Exercise requirements
Could you reproduce every record below exactly as written?

____ Source data

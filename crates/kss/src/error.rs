//! Error types for KSS parsing and processing.

use thiserror::Error;

/// Errors that can occur during KSS parsing.
///
/// # Examples
///
/// ```rust
/// use kss::parser::parse_stylesheet;
///
/// // Syntax error example - missing value after colon
/// let result = parse_stylesheet(".swatch { background-color: }");
/// assert!(result.is_err());
/// ```
#[derive(Error, Debug)]
pub enum KssError {
    /// Invalid stylesheet syntax was encountered during parsing.
    ///
    /// The string contains details about what was unexpected and where.
    #[error("stylesheet syntax error: {0}")]
    InvalidSyntax(String),

    /// An I/O error occurred while reading a stylesheet file.
    #[error("I/O error reading stylesheet")]
    Io(#[from] std::io::Error),
}
//! The built-in utility stylesheet.
//!
//! This is the rendering environment the components resolve against by
//! default. Only utilities with computed meaning appear here: colors
//! and typography. Layout-only utilities (flex, grid, spacing) are
//! matched by no rule, which is fine, since unknown classes are a soft
//! condition.

use kss::{StyleSheet, parse_stylesheet};
use once_cell::sync::Lazy;

/// Source of the built-in utility stylesheet.
pub const BASE_CSS: &str = r#"
/* typography */
.font-mono { font-family: ui-monospace, SFMono-Regular, Menlo, monospace; }
.font-sans { font-family: ui-sans-serif, system-ui, sans-serif; }
.font-light { font-weight: 300; }
.font-normal { font-weight: 400; }
.font-bold { font-weight: 700; }
.text-sm { font-size: 0.875rem; line-height: 1.25rem; }
.text-md { font-size: 1rem; line-height: 1.5rem; }
.text-xl { font-size: 1.25rem; line-height: 1.75rem; }
.text-2xl { font-size: 1.5rem; line-height: 2rem; }
.text-4xl { font-size: 2.25rem; line-height: 2.5rem; }

/* foreground */
.text-fg { color: #111827; }
.text-fg-light { color: #6b7280; }

/* background palette */
.bg-black { background-color: #000000; }
.bg-white { background-color: #ffffff; }
.bg-gray-200 { background-color: #e5e7eb; }
.bg-gray-500 { background-color: #6b7280; }
.bg-red-500 { background-color: #ef4444; }
.bg-orange-500 { background-color: #f97316; }
.bg-emerald-500 { background-color: #10b981; }
.bg-blue-500 { background-color: #3b82f6; }
.bg-indigo-500 { background-color: #6366f1; }
.bg-violet-500 { background-color: #8b5cf6; }
"#;

/// The parsed built-in stylesheet.
pub fn base_stylesheet() -> &'static StyleSheet {
    static SHEET: Lazy<StyleSheet> =
        Lazy::new(|| parse_stylesheet(BASE_CSS).expect("built-in stylesheet must parse"));
    &SHEET
}

#[cfg(test)]
mod tests {
    use super::*;

    #[test]
    fn test_base_stylesheet_parses() {
        assert!(!base_stylesheet().rules.is_empty());
    }

    #[test]
    fn test_base_palette_resolves() {
        let style = base_stylesheet().computed(&["bg-black"]);
        assert_eq!(style.background_color.unwrap().hex(), "#000000");
    }
}
//! Computed style values.

use crate::types::color::Color;
use crate::types::length::Length;

/// The root font size every relative unit resolves against, in pixels.
pub const ROOT_FONT_SIZE: f32 = 16.0;

/// The final resolved style of an element, computed from its class list.
///
/// Font metrics are always populated: the root defaults (16px, weight
/// 400) stand in when no rule sets them, mirroring how a rendering
/// environment always reports concrete typography values. Colors stay
/// `None` unless some matched rule provides them; that distinction lets
/// a caller tell "no background declared" apart from any real color.
#[derive(Debug, Clone, PartialEq)]
pub struct ComputedStyle {
    /// Resolved background color, if any matched rule declared one.
    pub background_color: Option<Color>,
    /// Resolved foreground color, if any matched rule declared one.
    pub color: Option<Color>,
    /// Resolved font size in pixels.
    pub font_size: f32,
    /// Resolved line height in pixels; `None` means `normal`.
    pub line_height: Option<f32>,
    /// Resolved font weight (100-900 scale).
    pub font_weight: u16,
    /// Declared font family list, verbatim.
    pub font_family: Option<String>,
    /// Declared max-width, left unresolved (no containing block exists
    /// at computation time).
    pub max_width: Option<Length>,
}

impl Default for ComputedStyle {
    fn default() -> Self {
        Self {
            background_color: None,
            color: None,
            font_size: ROOT_FONT_SIZE,
            line_height: None,
            font_weight: 400,
            font_family: None,
            max_width: None,
        }
    }
}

________

Solution
filename crates/kss/src/error.rs
//! Error types for KSS parsing and processing.

use thiserror::Error;

/// Errors that can occur during KSS parsing.
///
/// # Examples
///
/// ```rust
/// use kss::parser::parse_stylesheet;
///
/// // Syntax error example - missing value after colon
/// let result = parse_stylesheet(".swatch { background-color: }");
/// assert!(result.is_err());
/// ```
#[derive(Error, Debug)]
pub enum KssError {
    /// Invalid stylesheet syntax was encountered during parsing.
    ///
    /// The string contains details about what was unexpected and where.
    #[error("stylesheet syntax error: {0}")]
    InvalidSyntax(String),

    /// An I/O error occurred while reading a stylesheet file.
    #[error("I/O error reading stylesheet")]
    Io(#[from] std::io::Error),
}
//! The built-in utility stylesheet.
//!
//! This is the rendering environment the components resolve against by
//! default. Only utilities with computed meaning appear here: colors
//! and typography. Layout-only utilities (flex, grid, spacing) are
//! matched by no rule, which is fine, since unknown classes are a soft
//! condition.

use kss::{StyleSheet, parse_stylesheet};
use once_cell::sync::Lazy;

/// Source of the built-in utility stylesheet.
pub const BASE_CSS: &str = r#"
/* typography */
.font-mono { font-family: ui-monospace, SFMono-Regular, Menlo, monospace; }
.font-sans { font-family: ui-sans-serif, system-ui, sans-serif; }
.font-light { font-weight: 300; }
.font-normal { font-weight: 400; }
.font-bold { font-weight: 700; }
.text-sm { font-size: 0.875rem; line-height: 1.25rem; }
.text-md { font-size: 1rem; line-height: 1.5rem; }
.text-xl { font-size: 1.25rem; line-height: 1.75rem; }
.text-2xl { font-size: 1.5rem; line-height: 2rem; }
.text-4xl { font-size: 2.25rem; line-height: 2.5rem; }

/* foreground */
.text-fg { color: #111827; }
.text-fg-light { color: #6b7280; }

/* background palette */
.bg-black { background-color: #000000; }
.bg-white { background-color: #ffffff; }
.bg-gray-200 { background-color: #e5e7eb; }
.bg-gray-500 { background-color: #6b7280; }
.bg-red-500 { background-color: #ef4444; }
.bg-orange-500 { background-color: #f97316; }
.bg-emerald-500 { background-color: #10b981; }
.bg-blue-500 { background-color: #3b82f6; }
.bg-indigo-500 { background-color: #6366f1; }
.bg-violet-500 { background-color: #8b5cf6; }
"#;

/// The parsed built-in stylesheet.
pub fn base_stylesheet() -> &'static StyleSheet {
    static SHEET: Lazy<StyleSheet> =
        Lazy::new(|| parse_stylesheet(BASE_CSS).expect("built-in stylesheet must parse"));
    &SHEET
}

#[cfg(test)]
mod tests {
    use super::*;

    #[test]
    fn test_base_stylesheet_parses() {
        assert!(!base_stylesheet().rules.is_empty());
    }

    #[test]
    fn test_base_palette_resolves() {
        let style = base_stylesheet().computed(&["bg-black"]);
        assert_eq!(style.background_color.unwrap().hex(), "#000000");
    }
}
//! Computed style values.

use crate::types::color::Color;
use crate::types::length::Length;

/// The root font size every relative unit resolves against, in pixels.
pub const ROOT_FONT_SIZE: f32 = 16.0;

/// The final resolved style of an element, computed from its class list.
///
/// Font metrics are always populated: the root defaults (16px, weight
/// 400) stand in when no rule sets them, mirroring how a rendering
/// environment always reports concrete typography values. Colors stay
/// `None` unless some matched rule provides them; that distinction lets
/// a caller tell "no background declared" apart from any real color.
#[derive(Debug, Clone, PartialEq)]
pub struct ComputedStyle {
    /// Resolved background color, if any matched rule declared one.
    pub background_color: Option<Color>,
    /// Resolved foreground color, if any matched rule declared one.
    pub color: Option<Color>,
    /// Resolved font size in pixels.
    pub font_size: f32,
    /// Resolved line height in pixels; `None` means `normal`.
    pub line_height: Option<f32>,
    /// Resolved font weight (100-900 scale).
    pub font_weight: u16,
    /// Declared font family list, verbatim.
    pub font_family: Option<String>,
    /// Declared max-width, left unresolved (no containing block exists
    /// at computation time).
    pub max_width: Option<Length>,
}

impl Default for ComputedStyle {
    fn default() -> Self {
        Self {
            background_color: None,
            color: None,
            font_size: ROOT_FONT_SIZE,
            line_height: None,
            font_weight: 400,
            font_family: None,
            max_width: None,
        }
    }
}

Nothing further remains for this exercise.